Good evening, friends old and new! Here's another episode of this newsletter (after missing last month's issue), with some things I found interesting lately.
Morgan Island in South Carolina is perhaps the closest thing we have to Jurassic Park, except the island is only inhabited by about 4,000 rhesus monkeys.
Neurocracy is a sci-fi story set on a clone of Wikipedia in 2049, which you can explore interactively. (Much more immersive than the one I sent a few months back!)
Sunstones are a type of translucent mineral which may have been used as a navigation device in medieval Iceland, thanks to the way it reflects polarised light.
An ice circle is a very rare phenomenon where a circular sheet of ice forms above a lake and rotates. There are human-made ice carousels that reproduce this effect.
The Pontcysyllte Aqueduct in Wales is the highest aqueduct in the world and offers a scary, scary view.
Behold: skateboarding dogs. ("See also: skateboarding duck")
That Guy… Who Was In That Thing is a documentary about the guys who were in these things — actors who were recognisable enough from a key role without ever having made it to star level. An actresses sequel also exists.
Marginalia is a search engine aimed at serendipity: use a keyword to land on weird, crafted, personal websites, away from the SEO-optimised hell that typically fills the first pages of results these days.
The Alex Baldwin tragedy happened because they hired untrained scabs. These threads from actress Claudia Black and set armorer SL Huang were really illuminating to learn about the levels of trust and active consent that need to happen when filming with guns (and why the guns weren't dummies).
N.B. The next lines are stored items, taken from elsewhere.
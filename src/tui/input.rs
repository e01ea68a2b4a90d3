//! Raw-mode line prompts.

use crossterm::event::{Event, KeyCode, KeyEvent, KeyEventKind, KeyModifiers, read};

use crate::exits;
use crate::terminal::{DIM, RESET, RawModeGuard, flush};

/// Longest length a user can type.
const MAX_DIGITS: usize = 6;

#[derive(Debug, PartialEq, Eq)]
enum Step {
    Continue,
    Submit,
    Cancel,
    Interrupt,
}

fn is_ctrl(key: &KeyEvent, c: char) -> bool {
    key.code == KeyCode::Char(c) && key.modifiers.contains(KeyModifiers::CONTROL)
}

/// Digit buffer with a cursor, edited one key at a time.
#[derive(Debug)]
struct DigitEditor {
    digits: String,
    /// 0-based insertion point.
    cursor: usize,
}

impl DigitEditor {
    fn new(initial: usize) -> Self {
        let digits = if initial > 0 {
            initial.to_string()
        } else {
            String::new()
        };
        let cursor = digits.len();
        Self { digits, cursor }
    }

    fn handle(&mut self, key: &KeyEvent) -> Step {
        if is_ctrl(key, 'c') {
            return Step::Interrupt;
        }
        if is_ctrl(key, 'u') {
            self.digits.clear();
            self.cursor = 0;
            return Step::Continue;
        }

        match key.code {
            KeyCode::Esc => return Step::Cancel,
            KeyCode::Enter => return Step::Submit,
            KeyCode::Backspace if self.cursor > 0 => {
                self.cursor -= 1;
                self.digits.remove(self.cursor);
            }
            KeyCode::Delete if self.cursor < self.digits.len() => {
                self.digits.remove(self.cursor);
            }
            KeyCode::Left => self.cursor = self.cursor.saturating_sub(1),
            KeyCode::Right => self.cursor = (self.cursor + 1).min(self.digits.len()),
            KeyCode::Home => self.cursor = 0,
            KeyCode::End => self.cursor = self.digits.len(),
            KeyCode::Char(c) if c.is_ascii_digit() && self.digits.len() < MAX_DIGITS => {
                self.digits.insert(self.cursor, c);
                self.cursor += 1;
            }
            _ => {}
        }
        Step::Continue
    }

    /// Empty input reads as zero.
    fn value(&self) -> usize {
        self.digits.parse().unwrap_or(0)
    }
}

/// Read a number with in-place editing. `None` if the user pressed Esc.
/// Falls back to `initial` when the terminal cannot enter raw mode.
pub fn get_numeric_input(prompt: &str, initial: usize) -> Option<usize> {
    let mut editor = DigitEditor::new(initial);

    let mut guard = match RawModeGuard::new() {
        Ok(g) => g,
        Err(_) => return Some(initial),
    };

    print!("{prompt}: {}", editor.digits);
    flush();
    let mut drawn = editor.digits.len();

    let step = loop {
        let key = match read() {
            Ok(Event::Key(key)) if key.kind == KeyEventKind::Press => key,
            Ok(_) => continue,
            Err(_) => break Step::Cancel,
        };

        match editor.handle(&key) {
            Step::Continue => {}
            step => break step,
        }

        print!("\r{prompt}: {}", " ".repeat(drawn + 1));
        print!("\r{prompt}: {}", editor.digits);
        print!("\x1b[{}G", prompt.len() + 3 + editor.cursor);
        flush();
        drawn = editor.digits.len();
    };

    guard.release();
    println!();

    match step {
        Step::Interrupt => exits::interrupted(),
        Step::Cancel => None,
        _ => Some(editor.value()),
    }
}

#[derive(Debug, PartialEq, Eq)]
enum Reply {
    Answer(bool),
    Cancel,
    Interrupt,
}

fn reply(key: &KeyEvent, default: bool) -> Option<Reply> {
    if is_ctrl(key, 'c') {
        return Some(Reply::Interrupt);
    }
    match key.code {
        KeyCode::Enter => Some(Reply::Answer(default)),
        KeyCode::Char('y' | 'Y') => Some(Reply::Answer(true)),
        KeyCode::Char('n' | 'N') => Some(Reply::Answer(false)),
        KeyCode::Esc => Some(Reply::Cancel),
        _ => None,
    }
}

fn hint(default: bool) -> &'static str {
    if default { "[Y/n]" } else { "[y/N]" }
}

/// Ask a yes/no question; Enter takes `default`. `None` if the user pressed Esc.
pub fn confirm(prompt: &str, default: bool) -> Option<bool> {
    let mut guard = match RawModeGuard::new() {
        Ok(g) => g,
        Err(_) => return Some(default),
    };

    print!("{prompt} {DIM}{}{RESET} ", hint(default));
    flush();

    let outcome = loop {
        match read() {
            Ok(Event::Key(key)) if key.kind == KeyEventKind::Press => {
                if let Some(r) = reply(&key, default) {
                    break r;
                }
            }
            Ok(_) => {}
            Err(_) => break Reply::Cancel,
        }
    };

    guard.release();

    match outcome {
        Reply::Answer(answer) => {
            println!("{}", if answer { "Yes" } else { "No" });
            Some(answer)
        }
        Reply::Cancel => {
            println!();
            None
        }
        Reply::Interrupt => exits::interrupted(),
    }
}

#[cfg(test)]
mod tests {
    use super::*;

    fn key(code: KeyCode) -> KeyEvent {
        KeyEvent::new(code, KeyModifiers::NONE)
    }

    fn ctrl(c: char) -> KeyEvent {
        KeyEvent::new(KeyCode::Char(c), KeyModifiers::CONTROL)
    }

    fn type_keys(editor: &mut DigitEditor, keys: &[KeyEvent]) -> Step {
        let mut last = Step::Continue;
        for k in keys {
            last = editor.handle(k);
        }
        last
    }

    #[test]
    fn starts_with_initial_value() {
        let editor = DigitEditor::new(12);
        assert_eq!(editor.digits, "12");
        assert_eq!(editor.cursor, 2);
        assert_eq!(editor.value(), 12);
    }

    #[test]
    fn edits_at_cursor() {
        let mut editor = DigitEditor::new(12);
        let step = type_keys(
            &mut editor,
            &[
                key(KeyCode::Left),
                key(KeyCode::Char('0')),
                key(KeyCode::End),
                key(KeyCode::Char('x')),
                key(KeyCode::Backspace),
                key(KeyCode::Enter),
            ],
        );
        assert_eq!(step, Step::Submit);
        assert_eq!(editor.value(), 10);
    }

    #[test]
    fn delete_and_home() {
        let mut editor = DigitEditor::new(345);
        type_keys(&mut editor, &[key(KeyCode::Home), key(KeyCode::Delete)]);
        assert_eq!(editor.value(), 45);
        assert_eq!(editor.cursor, 0);
        type_keys(&mut editor, &[key(KeyCode::Backspace)]);
        assert_eq!(editor.value(), 45);
    }

    #[test]
    fn clear_line_gives_zero() {
        let mut editor = DigitEditor::new(99);
        type_keys(&mut editor, &[ctrl('u')]);
        assert_eq!(editor.value(), 0);
    }

    #[test]
    fn digits_are_capped() {
        let mut editor = DigitEditor::new(0);
        let keys: Vec<KeyEvent> = "12345678".chars().map(|c| key(KeyCode::Char(c))).collect();
        type_keys(&mut editor, &keys);
        assert_eq!(editor.value(), 123_456);
    }

    #[test]
    fn escape_and_interrupt() {
        assert_eq!(DigitEditor::new(5).handle(&key(KeyCode::Esc)), Step::Cancel);
        assert_eq!(DigitEditor::new(5).handle(&ctrl('c')), Step::Interrupt);
    }

    #[test]
    fn confirm_replies() {
        assert_eq!(reply(&key(KeyCode::Enter), true), Some(Reply::Answer(true)));
        assert_eq!(reply(&key(KeyCode::Enter), false), Some(Reply::Answer(false)));
        assert_eq!(reply(&key(KeyCode::Char('Y')), false), Some(Reply::Answer(true)));
        assert_eq!(reply(&key(KeyCode::Char('n')), true), Some(Reply::Answer(false)));
        assert_eq!(reply(&key(KeyCode::Esc), true), Some(Reply::Cancel));
        assert_eq!(reply(&ctrl('c'), true), Some(Reply::Interrupt));
        assert_eq!(reply(&key(KeyCode::Char('q')), true), None);
    }

    #[test]
    fn hint_marks_default() {
        assert_eq!(hint(true), "[Y/n]");
        assert_eq!(hint(false), "[y/N]");
    }
}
Cows (and other animals) have regional accents.
What it's like to forget your first language, a phenomenon known as language attrition (which I may have spoken about before).
I barely speak French anymore and I'm definitely feeling less fluent now. I'm unlikely to ever really lose it, but I really struggle to find my words and idioms.
There is mounting evidence that Vikings were in Canada in 1021 AD, well before Columbus.
For some time in 2018, gangs in Detroit replaced real guns with paintball guns.
Some great rebukes to common fallacies heard when discussing 100% renewable energy.
A discussion with the manager of Windows on the World, twenty years later.
How to engineer society by designing kitchens.
Our newly formed habit of being able to search for things online anytime might cause us to incorrectly remember things better than we think we do.
A great explanation of how moral panics are formed in journalism.
I'm reading The Transgender Issue by Shon Faye at the moment and it's been an excellent explainer of how a moral panic is built. (Highly recommend it, even if you think you're pretty well-informed on trans liberation issues).
Because of the supply chain issues, we might soon be running out of the colour blue.
The Unicode group put out a ten page report about the pink heart emoji.
A fun hacking report from a senior high school student who rickrolled his entire school district.
If we ever need post-apocalypse infrastructure: someone checked and found ADSL broadband works over (salty) wet string.
Enjoyed this pigeon jazz installation. (Discovered when learning about duckwave).
The benefits of having the willingness to look stupid.
THUMPASAURUS - Struttin' (funk dance / US / 2021)
Sega Bodega - Only Seeing God When I Come (electronic leftfield / UK / 2021)
David Shaw and the Beat - No Shangri La (psych pop / belgium / 2020)
bladee - Trendy (hip-hop / sweden / 2021)
Hamlet Minassian - Al Elnim (disco / armenia / 1979)
DJ Seinfeld - Walking With Ur Smile (house / UK / 2021)
Some “no-bullshit tenets” to help you make decisions faster.
Brilliant story about the type designer on a path to decolonise Chinese fonts.
A gentle, interactive introduction to Graph Neural Networks.
Good advice: learn how to write 5x more, but write 5x less.
See also: 40 tips for one-sentence emails.
Why you should build silos and decrease collaboration on purpose.
The benefits of thinking with your hands.